Well, it would appear that a population of 1,771,561 tribbles (according to Spock's calculations) have gorged on the quadrotiticale. But the real problem? These tribbles are now dead. The poisoned grain killed them! Now they have a real problem, because now they have to find out who poisoned the grain, and they have a whole station full of suspicious Klingons. Kirk assembles all the important people in Lurry's office. Koloth demands an apology, but Baris insists that would give the Klingon Empire the wedge they need to develop Sherman's planet first. As a compromise, Koloth asks that they at least remove the tribbles from the room. For whatever reason, tribbles and Klingons hate each other.
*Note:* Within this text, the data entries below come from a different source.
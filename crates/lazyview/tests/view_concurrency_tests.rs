//! Concurrent renders of the same view
//!
//! Renders race to compile a view that has no artifact yet. Exactly one of
//! them compiles; the rest wait on the compile lock and reuse the published
//! artifact.

use std::sync::{Arc, Barrier};
use std::thread;
use std::time::Duration;

use lazyview::{ParameterSet, View};
use lazyview_testkit::{CountingCompiler, FailingCompiler, ViewFixture};
use toml::toml;

const NUM_RENDERERS: usize = 8;

/// Simultaneous first renders compile once and all see the same output
#[test]
fn test_concurrent_first_render_compiles_once() {
    let fixture = ViewFixture::new().with_view(
        "report.view.tpl",
        "{{title}}:{{each rows |row|}} {{row}}{{/each}}",
    );
    let compiler = CountingCompiler::new().with_delay(Duration::from_millis(50));
    let view = Arc::new(fixture.view().with_compiler(compiler.clone()));
    let barrier = Arc::new(Barrier::new(NUM_RENDERERS));

    let mut handles = vec![];
    for _ in 0..NUM_RENDERERS {
        let view = Arc::clone(&view);
        let barrier = Arc::clone(&barrier);

        let handle = thread::spawn(move || {
            barrier.wait();
            view.render(
                "report",
                &toml! {
                    title = "Totals"
                    rows = [1, 2, 3]
                },
            )
        });
        handles.push(handle);
    }

    for handle in handles {
        let html = handle.join().unwrap().unwrap();
        assert_eq!(html, "Totals: 1 2 3");
    }

    assert_eq!(compiler.calls(), 1);
    assert!(fixture.compiled_artifact("report").is_file());
}

/// Independent `View` instances over the same roots share the lock file
#[test]
fn test_separate_views_share_compile_lock() {
    let fixture = ViewFixture::new().with_view("shared.view.tpl", "ok");
    let compiler = CountingCompiler::new().with_delay(Duration::from_millis(50));
    let barrier = Arc::new(Barrier::new(NUM_RENDERERS));

    let mut handles = vec![];
    for _ in 0..NUM_RENDERERS {
        let view: View = fixture.view().with_compiler(compiler.clone());
        let barrier = Arc::clone(&barrier);
        handles.push(thread::spawn(move || {
            barrier.wait();
            view.render("shared", &ParameterSet::new())
        }));
    }

    for handle in handles {
        assert_eq!(handle.join().unwrap().unwrap(), "ok");
    }
    assert_eq!(compiler.calls(), 1);
}

/// A compiler that writes garbage and fails must not leave a visible
/// artifact, so the next render compiles from scratch
#[test]
fn test_failed_compile_leaves_no_artifact() {
    let fixture = ViewFixture::new().with_view("home.view.tpl", "Hello {{name}}");

    let failing = fixture.view().with_compiler(FailingCompiler);
    let err = failing.render("home", &toml! { name = "x" }).unwrap_err();
    assert!(err.to_string().contains("compiler crashed"));
    assert!(!fixture.compiled_artifact("home").exists());

    let leftovers: Vec<_> = std::fs::read_dir(fixture.compiled_dir())
        .unwrap()
        .filter_map(|entry| entry.ok())
        .map(|entry| entry.file_name().to_string_lossy().into_owned())
        .filter(|name| name != ".compile.lock")
        .collect();
    assert!(leftovers.is_empty(), "unexpected files: {:?}", leftovers);

    let compiler = CountingCompiler::new();
    let view = fixture.view().with_compiler(compiler.clone());
    assert_eq!(view.render("home", &toml! { name = "y" }).unwrap(), "Hello y");
    assert_eq!(compiler.calls(), 1);
}

/// A render blocked behind a stuck compile gives up with a lock timeout
#[test]
fn test_compile_lock_timeout() {
    let fixture = ViewFixture::new().with_view("slow.view.tpl", "slow");
    let slow = CountingCompiler::new().with_delay(Duration::from_millis(600));
    let holder = fixture.view().with_compiler(slow);

    let waiter = fixture
        .view()
        .with_lock_timeout(Duration::from_millis(100));

    let handle = thread::spawn(move || holder.render("slow", &ParameterSet::new()));
    thread::sleep(Duration::from_millis(150));

    let err = waiter.render("slow", &ParameterSet::new()).unwrap_err();
    assert!(matches!(err, lazyview::ViewError::Lock(_)));

    assert_eq!(handle.join().unwrap().unwrap(), "slow");
}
But as the guards move the tribbles, they pass Darvin and go nuts. This reveals Darvin to be a genetically altered Klingon! He admits to poisoning the grain and the day is saved!

Meanwhile, Cyrano Jones has to face punishment for the transport of dangerous animals. Kirk gives him a choice either spend the next 20 years in a penal colony, or spend the next 17 years (according to Spock's calculations) picking up every last tribble on the station. Without a transporter (apparently). Cyrano takes the 17 year deal and gets to work. Back aboard the Enterprise, Kirk is happy to find the ship swept clean of tribbles, and asks Spock, Bones and Scotty how they did it. They all deflect Kirk's questions until Scott reluctantly replies that before the Klingons went into warp, he beamed all of them into their engine room, "where they'll be no tribble at all."

Overall Thoughts
TRIBBLES! This magnificent episode, originally billed as a "Christmas episode," is one of the most iconic episodes in the the Star Trek canon. I give it a huge thumbs up for the way the plot and the sub plot eventually comes together perfectly and for the invention of the best space-kitty ever.